* [Your objective]: The data must be returned in full, with no character altered.

* [Task data]:
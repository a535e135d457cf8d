//! Store and aggregation benchmarks.
//!
//! Run with: `cargo bench --package candela-bench`

use candela_bench::{preloaded_store, series_end, synthetic_ticks};
use candela_lib::{Tick, TickStore, aggregate};
use criterion::{BenchmarkId, Criterion, Throughput, criterion_group, criterion_main};
use std::hint::black_box;

/// (label, ticks, minutes) triples.
const SIZES: &[(&str, usize, i64)] = &[
    ("1k-30m", 1_000, 30),
    ("10k-30m", 10_000, 30),
    ("100k-30m", 100_000, 30),
];

fn aggregate_benchmark(c: &mut Criterion) {
    let mut group = c.benchmark_group("aggregate");

    for &(name, count, minutes) in SIZES {
        let ticks = synthetic_ticks(count, minutes);
        let now = series_end(minutes);
        group.throughput(Throughput::Elements(count as u64));

        group.bench_with_input(BenchmarkId::new("window", name), &ticks, |b, ticks| {
            b.iter(|| aggregate(black_box(ticks), now));
        });
    }

    // Sparse feed: most of the output is gap fill.
    let sparse = synthetic_ticks(30, 30);
    group.bench_function("sparse-gap-fill", |b| {
        b.iter(|| aggregate(black_box(&sparse), series_end(120)));
    });

    group.finish();
}

fn store_benchmark(c: &mut Criterion) {
    let mut group = c.benchmark_group("store");

    let ticks = synthetic_ticks(10_000, 45);
    group.throughput(Throughput::Elements(ticks.len() as u64));
    group.bench_function("push-with-eviction", |b| {
        b.iter(|| {
            let store = TickStore::with_defaults();
            store.create_topic("XE0866287E25");
            for tick in &ticks {
                store.push_tick_at("XE0866287E25", black_box(*tick), tick.timestamp);
            }
            store
        });
    });

    let names = ["XE0866287E25", "IA5E35112712", "UT3141592653"];
    let store = preloaded_store(&names, &synthetic_ticks(10_000, 30));
    group.throughput(Throughput::Elements(1));
    group.bench_function("read-window", |b| {
        b.iter(|| store.read_window(black_box("IA5E35112712")));
    });

    group.finish();
}

fn end_to_end_benchmark(c: &mut Criterion) {
    let names = ["XE0866287E25"];
    let store = preloaded_store(&names, &synthetic_ticks(10_000, 30));
    let now = series_end(30);

    c.bench_function("window-then-aggregate", |b| {
        b.iter(|| {
            let window: Vec<Tick> = store.read_window(black_box("XE0866287E25"));
            aggregate(&window, now)
        });
    });
}

criterion_group!(benches, aggregate_benchmark, store_benchmark, end_to_end_benchmark);
criterion_main!(benches);
//! Tick data representation.

use chrono::{DateTime, Utc};
use serde::{Deserialize, Serialize};

/// A single price observation for an instrument.
///
/// Ticks are immutable once created. The timestamp is the moment the quote
/// was received, not a time supplied by the upstream feed.
#[derive(Debug, Clone, Copy, PartialEq, Serialize, Deserialize)]
pub struct Tick {
    /// Quoted price.
    pub price: f64,
    /// Receipt time of the quote (UTC).
    pub timestamp: DateTime<Utc>,
}

impl Tick {
    /// Creates a new tick.
    #[must_use]
    pub const fn new(price: f64, timestamp: DateTime<Utc>) -> Self {
        Self { price, timestamp }
    }

    /// Creates a tick stamped with the current time.
    #[must_use]
    pub fn now(price: f64) -> Self {
        Self::new(price, Utc::now())
    }

    /// Returns the whole minutes elapsed between this tick and `now`.
    ///
    /// Partial minutes are truncated; a tick in the future yields a negative value.
    #[must_use]
    pub fn age_minutes(&self, now: DateTime<Utc>) -> i64 {
        (now - self.timestamp).num_minutes()
    }
}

* [Result for this exercise]:
repository a535e135d457cf8d
//! Store and aggregation benchmarks.
//!
//! Run with: `cargo bench --package candela-bench`

use candela_bench::{preloaded_store, series_end, synthetic_ticks};
use candela_lib::{Tick, TickStore, aggregate};
use criterion::{BenchmarkId, Criterion, Throughput, criterion_group, criterion_main};
use std::hint::black_box;

/// (label, ticks, minutes) triples.
const SIZES: &[(&str, usize, i64)] = &[
    ("1k-30m", 1_000, 30),
    ("10k-30m", 10_000, 30),
    ("100k-30m", 100_000, 30),
];

fn aggregate_benchmark(c: &mut Criterion) {
    let mut group = c.benchmark_group("aggregate");

    for &(name, count, minutes) in SIZES {
        let ticks = synthetic_ticks(count, minutes);
        let now = series_end(minutes);
        group.throughput(Throughput::Elements(count as u64));

        group.bench_with_input(BenchmarkId::new("window", name), &ticks, |b, ticks| {
            b.iter(|| aggregate(black_box(ticks), now));
        });
    }

    // Sparse feed: most of the output is gap fill.
    let sparse = synthetic_ticks(30, 30);
    group.bench_function("sparse-gap-fill", |b| {
        b.iter(|| aggregate(black_box(&sparse), series_end(120)));
    });

    group.finish();
}

fn store_benchmark(c: &mut Criterion) {
    let mut group = c.benchmark_group("store");

    let ticks = synthetic_ticks(10_000, 45);
    group.throughput(Throughput::Elements(ticks.len() as u64));
    group.bench_function("push-with-eviction", |b| {
        b.iter(|| {
            let store = TickStore::with_defaults();
            store.create_topic("XE0866287E25");
            for tick in &ticks {
                store.push_tick_at("XE0866287E25", black_box(*tick), tick.timestamp);
            }
            store
        });
    });

    let names = ["XE0866287E25", "IA5E35112712", "UT3141592653"];
    let store = preloaded_store(&names, &synthetic_ticks(10_000, 30));
    group.throughput(Throughput::Elements(1));
    group.bench_function("read-window", |b| {
        b.iter(|| store.read_window(black_box("IA5E35112712")));
    });

    group.finish();
}

fn end_to_end_benchmark(c: &mut Criterion) {
    let names = ["XE0866287E25"];
    let store = preloaded_store(&names, &synthetic_ticks(10_000, 30));
    let now = series_end(30);

    c.bench_function("window-then-aggregate", |b| {
        b.iter(|| {
            let window: Vec<Tick> = store.read_window(black_box("XE0866287E25"));
            aggregate(&window, now)
        });
    });
}

criterion_group!(benches, aggregate_benchmark, store_benchmark, end_to_end_benchmark);
criterion_main!(benches);
//! Tick data representation.

use chrono::{DateTime, Utc};
use serde::{Deserialize, Serialize};

/// A single price observation for an instrument.
///
/// Ticks are immutable once created. The timestamp is the moment the quote
/// was received, not a time supplied by the upstream feed.
#[derive(Debug, Clone, Copy, PartialEq, Serialize, Deserialize)]
pub struct Tick {
    /// Quoted price.
    pub price: f64,
    /// Receipt time of the quote (UTC).
    pub timestamp: DateTime<Utc>,
}

impl Tick {
    /// Creates a new tick.
    #[must_use]
    pub const fn new(price: f64, timestamp: DateTime<Utc>) -> Self {
        Self { price, timestamp }
    }

    /// Creates a tick stamped with the current time.
    #[must_use]
    pub fn now(price: f64) -> Self {
        Self::new(price, Utc::now())
    }

    /// Returns the whole minutes elapsed between this tick and `now`.
    ///
    /// Partial minutes are truncated; a tick in the future yields a negative value.
    #[must_use]
    pub fn age_minutes(&self, now: DateTime<Utc>) -> i64 {
        (now - self.timestamp).num_minutes()
    }
}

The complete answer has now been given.